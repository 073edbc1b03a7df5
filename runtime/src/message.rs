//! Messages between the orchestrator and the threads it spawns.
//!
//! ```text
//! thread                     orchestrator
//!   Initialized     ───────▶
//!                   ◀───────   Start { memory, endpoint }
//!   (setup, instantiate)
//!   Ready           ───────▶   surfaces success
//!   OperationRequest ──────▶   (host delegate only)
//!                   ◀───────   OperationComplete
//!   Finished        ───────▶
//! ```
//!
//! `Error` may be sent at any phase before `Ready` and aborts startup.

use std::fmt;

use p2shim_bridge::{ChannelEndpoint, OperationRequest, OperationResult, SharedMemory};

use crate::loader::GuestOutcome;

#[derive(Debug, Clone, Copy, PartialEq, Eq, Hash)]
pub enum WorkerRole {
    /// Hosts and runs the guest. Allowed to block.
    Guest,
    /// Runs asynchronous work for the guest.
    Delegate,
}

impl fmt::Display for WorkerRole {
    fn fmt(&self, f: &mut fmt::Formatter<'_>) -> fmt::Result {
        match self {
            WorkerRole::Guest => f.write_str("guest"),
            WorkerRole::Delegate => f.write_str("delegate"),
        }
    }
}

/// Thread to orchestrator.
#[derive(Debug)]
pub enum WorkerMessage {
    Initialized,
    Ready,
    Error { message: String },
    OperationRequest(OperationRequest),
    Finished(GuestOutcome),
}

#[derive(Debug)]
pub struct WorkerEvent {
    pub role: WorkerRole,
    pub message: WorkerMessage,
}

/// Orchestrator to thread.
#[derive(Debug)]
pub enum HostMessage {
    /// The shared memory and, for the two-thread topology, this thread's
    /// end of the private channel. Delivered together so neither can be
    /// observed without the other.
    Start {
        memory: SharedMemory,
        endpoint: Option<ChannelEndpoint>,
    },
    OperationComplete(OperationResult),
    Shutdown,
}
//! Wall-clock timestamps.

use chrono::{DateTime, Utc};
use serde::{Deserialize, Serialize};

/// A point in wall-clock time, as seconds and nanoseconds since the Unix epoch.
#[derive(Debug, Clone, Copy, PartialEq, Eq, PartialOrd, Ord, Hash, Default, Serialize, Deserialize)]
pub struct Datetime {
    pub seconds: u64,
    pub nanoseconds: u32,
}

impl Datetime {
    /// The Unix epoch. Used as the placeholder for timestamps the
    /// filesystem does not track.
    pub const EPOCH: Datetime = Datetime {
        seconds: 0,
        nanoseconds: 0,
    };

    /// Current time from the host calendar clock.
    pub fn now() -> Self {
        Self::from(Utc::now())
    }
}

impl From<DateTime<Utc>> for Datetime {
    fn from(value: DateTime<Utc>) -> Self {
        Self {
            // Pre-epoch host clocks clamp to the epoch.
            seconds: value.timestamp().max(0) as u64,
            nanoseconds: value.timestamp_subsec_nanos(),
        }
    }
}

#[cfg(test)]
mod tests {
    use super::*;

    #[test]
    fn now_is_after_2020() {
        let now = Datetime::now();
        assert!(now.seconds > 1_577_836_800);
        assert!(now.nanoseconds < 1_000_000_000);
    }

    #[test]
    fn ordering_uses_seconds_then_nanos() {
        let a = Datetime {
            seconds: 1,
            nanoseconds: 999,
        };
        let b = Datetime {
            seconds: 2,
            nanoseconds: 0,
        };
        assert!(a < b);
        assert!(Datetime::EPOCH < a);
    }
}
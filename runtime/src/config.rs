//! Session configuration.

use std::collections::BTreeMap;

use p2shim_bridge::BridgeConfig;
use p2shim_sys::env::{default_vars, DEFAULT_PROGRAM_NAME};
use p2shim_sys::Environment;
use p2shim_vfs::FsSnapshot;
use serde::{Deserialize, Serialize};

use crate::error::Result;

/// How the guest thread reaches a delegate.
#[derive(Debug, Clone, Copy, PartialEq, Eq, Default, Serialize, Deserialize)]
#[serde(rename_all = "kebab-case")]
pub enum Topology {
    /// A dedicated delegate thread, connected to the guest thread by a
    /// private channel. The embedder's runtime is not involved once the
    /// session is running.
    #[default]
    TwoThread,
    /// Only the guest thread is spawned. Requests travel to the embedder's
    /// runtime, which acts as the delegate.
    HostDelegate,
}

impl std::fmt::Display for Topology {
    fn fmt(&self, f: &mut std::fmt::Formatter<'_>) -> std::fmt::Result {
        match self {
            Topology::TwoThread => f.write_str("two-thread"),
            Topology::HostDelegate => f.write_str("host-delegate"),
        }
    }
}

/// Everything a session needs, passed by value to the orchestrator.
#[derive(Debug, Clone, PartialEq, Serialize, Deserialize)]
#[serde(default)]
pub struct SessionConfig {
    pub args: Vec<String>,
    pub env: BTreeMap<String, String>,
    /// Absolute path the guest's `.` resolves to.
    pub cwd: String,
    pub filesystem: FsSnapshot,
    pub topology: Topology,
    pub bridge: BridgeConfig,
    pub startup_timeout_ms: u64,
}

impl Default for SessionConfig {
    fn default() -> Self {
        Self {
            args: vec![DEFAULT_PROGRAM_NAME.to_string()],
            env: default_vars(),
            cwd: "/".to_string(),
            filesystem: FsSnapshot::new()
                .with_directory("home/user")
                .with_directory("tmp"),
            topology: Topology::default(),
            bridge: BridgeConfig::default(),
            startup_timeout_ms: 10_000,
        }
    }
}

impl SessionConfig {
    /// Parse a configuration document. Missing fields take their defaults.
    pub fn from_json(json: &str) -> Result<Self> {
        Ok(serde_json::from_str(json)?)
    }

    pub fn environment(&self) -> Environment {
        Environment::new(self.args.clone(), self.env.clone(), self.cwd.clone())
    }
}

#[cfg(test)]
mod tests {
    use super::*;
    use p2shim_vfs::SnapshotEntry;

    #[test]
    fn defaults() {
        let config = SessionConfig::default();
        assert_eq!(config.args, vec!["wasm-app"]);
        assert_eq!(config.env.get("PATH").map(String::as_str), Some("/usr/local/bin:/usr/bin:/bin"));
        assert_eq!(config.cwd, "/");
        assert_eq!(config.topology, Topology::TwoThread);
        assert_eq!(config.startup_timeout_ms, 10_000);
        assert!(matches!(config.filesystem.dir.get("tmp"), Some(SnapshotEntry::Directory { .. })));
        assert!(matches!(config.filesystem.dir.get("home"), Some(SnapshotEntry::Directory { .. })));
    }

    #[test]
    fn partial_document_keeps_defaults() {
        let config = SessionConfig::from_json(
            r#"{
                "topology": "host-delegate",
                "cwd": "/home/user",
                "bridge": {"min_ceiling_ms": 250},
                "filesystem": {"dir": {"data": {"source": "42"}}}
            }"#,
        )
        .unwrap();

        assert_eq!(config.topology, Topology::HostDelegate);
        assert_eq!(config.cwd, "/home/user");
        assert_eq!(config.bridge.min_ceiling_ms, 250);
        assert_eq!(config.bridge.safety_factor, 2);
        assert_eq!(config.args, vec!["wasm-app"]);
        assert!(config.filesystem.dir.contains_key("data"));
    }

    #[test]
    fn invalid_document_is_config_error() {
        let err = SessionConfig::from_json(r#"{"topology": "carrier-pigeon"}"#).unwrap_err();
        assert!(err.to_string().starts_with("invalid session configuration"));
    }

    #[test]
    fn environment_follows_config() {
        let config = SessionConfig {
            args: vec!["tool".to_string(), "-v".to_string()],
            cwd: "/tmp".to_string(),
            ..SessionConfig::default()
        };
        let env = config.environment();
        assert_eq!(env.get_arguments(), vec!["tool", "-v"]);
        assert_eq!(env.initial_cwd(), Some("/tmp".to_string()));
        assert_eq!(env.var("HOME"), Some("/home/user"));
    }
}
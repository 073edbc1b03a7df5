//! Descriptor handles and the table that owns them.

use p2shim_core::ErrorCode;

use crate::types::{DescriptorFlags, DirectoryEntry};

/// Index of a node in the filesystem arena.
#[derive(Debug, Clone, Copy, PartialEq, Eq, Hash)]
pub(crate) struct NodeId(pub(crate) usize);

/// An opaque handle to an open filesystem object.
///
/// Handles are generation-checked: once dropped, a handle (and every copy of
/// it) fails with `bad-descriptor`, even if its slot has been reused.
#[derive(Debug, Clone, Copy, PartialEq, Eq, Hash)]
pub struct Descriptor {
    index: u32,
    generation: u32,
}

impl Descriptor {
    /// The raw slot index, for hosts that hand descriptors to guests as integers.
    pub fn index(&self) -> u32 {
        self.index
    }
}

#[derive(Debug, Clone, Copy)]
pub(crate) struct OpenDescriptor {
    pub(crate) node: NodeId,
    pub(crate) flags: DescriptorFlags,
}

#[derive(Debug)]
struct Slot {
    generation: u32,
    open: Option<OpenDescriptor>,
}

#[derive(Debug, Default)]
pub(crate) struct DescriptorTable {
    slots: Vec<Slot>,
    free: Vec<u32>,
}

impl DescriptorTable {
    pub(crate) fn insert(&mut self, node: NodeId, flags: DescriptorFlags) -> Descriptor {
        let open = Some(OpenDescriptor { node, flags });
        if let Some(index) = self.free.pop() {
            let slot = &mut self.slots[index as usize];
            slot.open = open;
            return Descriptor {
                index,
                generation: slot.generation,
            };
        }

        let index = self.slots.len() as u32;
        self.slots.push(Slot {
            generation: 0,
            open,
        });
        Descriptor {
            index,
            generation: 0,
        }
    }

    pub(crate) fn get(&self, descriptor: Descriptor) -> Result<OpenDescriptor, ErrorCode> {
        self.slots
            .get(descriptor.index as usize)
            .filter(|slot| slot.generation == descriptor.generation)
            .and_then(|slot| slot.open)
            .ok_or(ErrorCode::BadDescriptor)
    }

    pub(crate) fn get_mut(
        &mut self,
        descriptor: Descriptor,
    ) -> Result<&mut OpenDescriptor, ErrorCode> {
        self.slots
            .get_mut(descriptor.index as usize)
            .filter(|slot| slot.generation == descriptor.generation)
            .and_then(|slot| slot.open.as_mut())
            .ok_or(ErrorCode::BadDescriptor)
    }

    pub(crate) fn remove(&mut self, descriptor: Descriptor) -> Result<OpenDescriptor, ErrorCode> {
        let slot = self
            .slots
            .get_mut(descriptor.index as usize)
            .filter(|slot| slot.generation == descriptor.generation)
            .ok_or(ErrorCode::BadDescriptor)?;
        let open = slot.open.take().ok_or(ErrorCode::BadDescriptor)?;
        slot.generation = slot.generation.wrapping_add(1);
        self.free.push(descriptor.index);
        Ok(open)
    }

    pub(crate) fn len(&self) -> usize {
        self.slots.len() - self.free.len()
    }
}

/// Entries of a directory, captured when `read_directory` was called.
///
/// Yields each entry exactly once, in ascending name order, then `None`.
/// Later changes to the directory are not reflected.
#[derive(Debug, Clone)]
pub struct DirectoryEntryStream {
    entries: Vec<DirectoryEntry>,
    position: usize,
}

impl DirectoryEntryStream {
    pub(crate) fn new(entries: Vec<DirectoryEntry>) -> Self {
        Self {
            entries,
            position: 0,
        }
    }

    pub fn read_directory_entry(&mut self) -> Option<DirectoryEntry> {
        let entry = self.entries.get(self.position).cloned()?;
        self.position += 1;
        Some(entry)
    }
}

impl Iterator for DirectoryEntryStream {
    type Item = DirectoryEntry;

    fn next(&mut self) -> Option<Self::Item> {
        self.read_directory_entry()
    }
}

···

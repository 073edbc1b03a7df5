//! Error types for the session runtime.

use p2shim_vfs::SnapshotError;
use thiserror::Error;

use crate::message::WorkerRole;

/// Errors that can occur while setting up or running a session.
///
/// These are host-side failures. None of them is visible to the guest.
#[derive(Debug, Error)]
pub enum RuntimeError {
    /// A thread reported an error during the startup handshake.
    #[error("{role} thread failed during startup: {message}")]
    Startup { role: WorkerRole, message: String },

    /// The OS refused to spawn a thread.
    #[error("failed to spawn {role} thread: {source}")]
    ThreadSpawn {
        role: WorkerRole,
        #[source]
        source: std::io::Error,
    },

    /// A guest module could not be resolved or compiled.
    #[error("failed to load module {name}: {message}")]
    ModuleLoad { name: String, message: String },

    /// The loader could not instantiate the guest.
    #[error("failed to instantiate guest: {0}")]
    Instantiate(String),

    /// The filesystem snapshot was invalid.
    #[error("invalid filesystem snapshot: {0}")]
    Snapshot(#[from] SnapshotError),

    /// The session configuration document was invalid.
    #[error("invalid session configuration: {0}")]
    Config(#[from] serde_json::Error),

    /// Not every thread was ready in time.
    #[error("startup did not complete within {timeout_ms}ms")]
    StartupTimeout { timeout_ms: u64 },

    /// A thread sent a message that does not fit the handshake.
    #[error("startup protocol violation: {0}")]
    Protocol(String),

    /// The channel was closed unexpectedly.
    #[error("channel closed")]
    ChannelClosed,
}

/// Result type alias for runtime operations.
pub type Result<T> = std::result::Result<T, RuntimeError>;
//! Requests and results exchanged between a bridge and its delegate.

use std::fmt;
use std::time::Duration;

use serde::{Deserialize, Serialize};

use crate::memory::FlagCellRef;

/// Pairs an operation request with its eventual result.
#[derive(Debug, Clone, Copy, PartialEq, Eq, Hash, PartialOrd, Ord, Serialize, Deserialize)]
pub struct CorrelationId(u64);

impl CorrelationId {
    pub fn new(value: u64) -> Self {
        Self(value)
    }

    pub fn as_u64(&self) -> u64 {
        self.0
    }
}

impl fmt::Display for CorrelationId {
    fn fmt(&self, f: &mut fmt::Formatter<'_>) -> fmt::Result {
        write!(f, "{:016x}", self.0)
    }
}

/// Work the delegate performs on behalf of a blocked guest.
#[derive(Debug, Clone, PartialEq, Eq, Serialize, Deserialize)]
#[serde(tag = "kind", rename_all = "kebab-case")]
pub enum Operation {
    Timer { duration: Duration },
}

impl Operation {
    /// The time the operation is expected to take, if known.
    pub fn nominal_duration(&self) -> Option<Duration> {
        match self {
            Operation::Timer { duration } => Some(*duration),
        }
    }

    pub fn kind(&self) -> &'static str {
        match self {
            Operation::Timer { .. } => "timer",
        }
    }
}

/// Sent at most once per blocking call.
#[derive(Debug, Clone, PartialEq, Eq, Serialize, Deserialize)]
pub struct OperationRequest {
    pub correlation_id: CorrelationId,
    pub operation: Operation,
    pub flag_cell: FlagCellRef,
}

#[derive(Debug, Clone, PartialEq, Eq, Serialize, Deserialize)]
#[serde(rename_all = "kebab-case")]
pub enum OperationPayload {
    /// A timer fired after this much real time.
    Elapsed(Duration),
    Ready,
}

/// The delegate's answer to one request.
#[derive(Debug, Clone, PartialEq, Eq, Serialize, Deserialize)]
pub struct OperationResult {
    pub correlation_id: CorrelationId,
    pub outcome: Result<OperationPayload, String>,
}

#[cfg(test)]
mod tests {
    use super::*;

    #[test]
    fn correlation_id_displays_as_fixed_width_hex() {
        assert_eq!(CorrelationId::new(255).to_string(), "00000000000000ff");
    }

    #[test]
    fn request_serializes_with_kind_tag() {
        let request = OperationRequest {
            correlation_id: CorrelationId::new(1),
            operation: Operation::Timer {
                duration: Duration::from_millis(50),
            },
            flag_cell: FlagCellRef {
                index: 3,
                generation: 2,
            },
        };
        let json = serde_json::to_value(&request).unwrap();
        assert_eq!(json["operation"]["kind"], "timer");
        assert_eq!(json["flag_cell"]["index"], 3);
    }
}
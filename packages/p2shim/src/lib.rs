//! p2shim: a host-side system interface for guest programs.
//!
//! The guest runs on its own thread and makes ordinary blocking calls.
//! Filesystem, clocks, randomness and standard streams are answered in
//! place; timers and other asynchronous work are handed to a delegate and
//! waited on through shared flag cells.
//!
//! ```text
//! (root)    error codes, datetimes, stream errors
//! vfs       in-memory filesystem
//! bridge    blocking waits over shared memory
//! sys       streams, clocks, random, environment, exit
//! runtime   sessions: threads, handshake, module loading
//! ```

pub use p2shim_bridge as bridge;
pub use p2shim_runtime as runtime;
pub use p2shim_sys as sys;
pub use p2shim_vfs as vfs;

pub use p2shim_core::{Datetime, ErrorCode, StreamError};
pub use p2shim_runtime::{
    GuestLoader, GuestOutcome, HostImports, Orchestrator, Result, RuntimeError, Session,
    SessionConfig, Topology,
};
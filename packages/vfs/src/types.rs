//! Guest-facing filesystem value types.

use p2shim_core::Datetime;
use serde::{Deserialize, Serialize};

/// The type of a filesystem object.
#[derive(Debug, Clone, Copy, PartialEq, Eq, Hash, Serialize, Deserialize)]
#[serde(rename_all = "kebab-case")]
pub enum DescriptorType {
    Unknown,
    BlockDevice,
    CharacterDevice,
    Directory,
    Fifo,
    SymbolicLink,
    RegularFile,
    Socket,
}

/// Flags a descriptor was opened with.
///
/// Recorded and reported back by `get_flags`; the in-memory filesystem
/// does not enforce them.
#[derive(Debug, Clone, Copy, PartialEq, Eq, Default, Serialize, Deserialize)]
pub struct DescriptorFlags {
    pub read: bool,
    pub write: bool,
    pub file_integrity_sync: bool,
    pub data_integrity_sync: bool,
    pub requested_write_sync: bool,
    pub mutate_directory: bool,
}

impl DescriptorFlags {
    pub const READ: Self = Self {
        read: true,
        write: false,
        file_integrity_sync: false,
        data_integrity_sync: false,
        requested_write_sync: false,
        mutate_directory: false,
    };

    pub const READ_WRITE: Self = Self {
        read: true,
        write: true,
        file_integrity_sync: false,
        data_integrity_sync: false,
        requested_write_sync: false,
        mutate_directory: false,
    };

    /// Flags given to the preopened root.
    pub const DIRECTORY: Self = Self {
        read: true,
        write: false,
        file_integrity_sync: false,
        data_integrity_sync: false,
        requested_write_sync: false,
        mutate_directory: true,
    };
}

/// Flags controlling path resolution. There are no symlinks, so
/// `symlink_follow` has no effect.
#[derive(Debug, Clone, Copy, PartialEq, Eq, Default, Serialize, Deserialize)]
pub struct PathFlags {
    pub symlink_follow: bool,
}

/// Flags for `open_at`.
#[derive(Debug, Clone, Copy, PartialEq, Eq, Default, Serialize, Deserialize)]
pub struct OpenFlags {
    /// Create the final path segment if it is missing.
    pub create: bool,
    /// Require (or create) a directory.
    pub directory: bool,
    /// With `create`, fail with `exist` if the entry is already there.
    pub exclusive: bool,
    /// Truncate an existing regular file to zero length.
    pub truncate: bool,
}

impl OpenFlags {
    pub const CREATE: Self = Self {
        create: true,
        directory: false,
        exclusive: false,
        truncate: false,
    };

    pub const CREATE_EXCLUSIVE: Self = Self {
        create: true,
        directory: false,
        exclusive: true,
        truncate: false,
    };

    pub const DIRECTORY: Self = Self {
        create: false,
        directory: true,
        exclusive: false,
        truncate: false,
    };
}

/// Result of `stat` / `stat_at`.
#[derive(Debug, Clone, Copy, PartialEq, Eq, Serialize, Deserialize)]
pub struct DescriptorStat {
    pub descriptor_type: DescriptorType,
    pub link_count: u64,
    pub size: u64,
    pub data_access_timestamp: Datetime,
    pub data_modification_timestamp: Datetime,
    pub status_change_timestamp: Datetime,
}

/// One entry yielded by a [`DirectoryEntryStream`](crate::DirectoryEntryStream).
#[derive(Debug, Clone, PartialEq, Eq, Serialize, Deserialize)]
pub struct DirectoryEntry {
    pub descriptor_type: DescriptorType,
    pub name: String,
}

···

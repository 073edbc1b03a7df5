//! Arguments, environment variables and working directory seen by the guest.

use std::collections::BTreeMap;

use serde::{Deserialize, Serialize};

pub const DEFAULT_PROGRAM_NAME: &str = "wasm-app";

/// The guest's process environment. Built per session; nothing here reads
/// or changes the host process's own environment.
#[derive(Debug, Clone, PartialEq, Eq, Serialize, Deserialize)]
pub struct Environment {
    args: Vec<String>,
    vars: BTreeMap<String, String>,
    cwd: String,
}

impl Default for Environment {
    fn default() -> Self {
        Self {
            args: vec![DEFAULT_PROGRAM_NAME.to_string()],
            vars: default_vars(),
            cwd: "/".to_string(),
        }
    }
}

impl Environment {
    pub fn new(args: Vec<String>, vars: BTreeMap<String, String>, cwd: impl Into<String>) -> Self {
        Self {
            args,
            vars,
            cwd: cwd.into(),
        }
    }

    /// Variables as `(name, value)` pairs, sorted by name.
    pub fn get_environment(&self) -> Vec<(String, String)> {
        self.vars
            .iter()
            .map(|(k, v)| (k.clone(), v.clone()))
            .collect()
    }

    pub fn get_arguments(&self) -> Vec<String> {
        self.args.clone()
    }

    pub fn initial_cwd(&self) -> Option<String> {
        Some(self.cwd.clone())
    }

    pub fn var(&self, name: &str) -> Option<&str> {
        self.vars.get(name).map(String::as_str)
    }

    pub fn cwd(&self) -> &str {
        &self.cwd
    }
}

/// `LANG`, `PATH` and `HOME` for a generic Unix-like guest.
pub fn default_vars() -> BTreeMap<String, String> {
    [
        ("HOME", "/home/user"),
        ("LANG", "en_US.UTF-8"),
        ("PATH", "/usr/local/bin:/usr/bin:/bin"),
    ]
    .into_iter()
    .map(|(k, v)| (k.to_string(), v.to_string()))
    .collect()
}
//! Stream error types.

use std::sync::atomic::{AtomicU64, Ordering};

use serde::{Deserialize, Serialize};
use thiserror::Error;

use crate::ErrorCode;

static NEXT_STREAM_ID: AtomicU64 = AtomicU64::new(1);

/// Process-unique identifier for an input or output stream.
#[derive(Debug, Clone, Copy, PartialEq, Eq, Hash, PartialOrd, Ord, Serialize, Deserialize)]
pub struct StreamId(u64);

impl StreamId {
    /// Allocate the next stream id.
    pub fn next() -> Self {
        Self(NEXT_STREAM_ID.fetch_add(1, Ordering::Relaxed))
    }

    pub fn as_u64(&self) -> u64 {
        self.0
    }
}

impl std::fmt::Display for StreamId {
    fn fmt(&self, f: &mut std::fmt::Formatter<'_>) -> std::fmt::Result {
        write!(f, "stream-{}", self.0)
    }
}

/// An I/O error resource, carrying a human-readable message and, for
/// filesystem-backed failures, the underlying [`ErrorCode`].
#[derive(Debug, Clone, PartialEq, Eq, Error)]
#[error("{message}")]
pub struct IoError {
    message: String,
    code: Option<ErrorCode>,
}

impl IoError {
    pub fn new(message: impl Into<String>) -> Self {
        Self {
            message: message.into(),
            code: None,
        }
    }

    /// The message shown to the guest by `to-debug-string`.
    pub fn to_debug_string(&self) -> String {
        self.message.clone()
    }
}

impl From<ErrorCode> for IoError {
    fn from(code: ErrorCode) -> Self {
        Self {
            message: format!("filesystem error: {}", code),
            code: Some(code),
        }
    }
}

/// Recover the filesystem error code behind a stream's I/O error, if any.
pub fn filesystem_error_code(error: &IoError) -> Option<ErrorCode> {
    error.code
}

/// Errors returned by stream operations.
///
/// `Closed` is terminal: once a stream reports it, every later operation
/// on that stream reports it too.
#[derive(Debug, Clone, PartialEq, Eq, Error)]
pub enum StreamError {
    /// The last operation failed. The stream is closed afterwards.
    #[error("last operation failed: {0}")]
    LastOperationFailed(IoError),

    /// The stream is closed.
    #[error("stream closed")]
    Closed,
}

···

(WHAT IS BEING ASKED): Copy back the listing above exactly, but only from the line with "for timestamps the" through the line with "let now = Datetime::now();", both ends included.

(ANSWER SPACE):
    /// The Unix epoch. Used as the placeholder for timestamps the
    /// filesystem does not track.
    pub const EPOCH: Datetime = Datetime {
        seconds: 0,
        nanoseconds: 0,
    };

    /// Current time from the host calendar clock.
    pub fn now() -> Self {
        Self::from(Utc::now())
    }
}

impl From<DateTime<Utc>> for Datetime {
    fn from(value: DateTime<Utc>) -> Self {
        Self {
            // Pre-epoch host clocks clamp to the epoch.
            seconds: value.timestamp().max(0) as u64,
            nanoseconds: value.timestamp_subsec_nanos(),
        }
    }
}

#[cfg(test)]
mod tests {
    use super::*;

    #[test]
    fn now_is_after_2020() {
        let now = Datetime::now();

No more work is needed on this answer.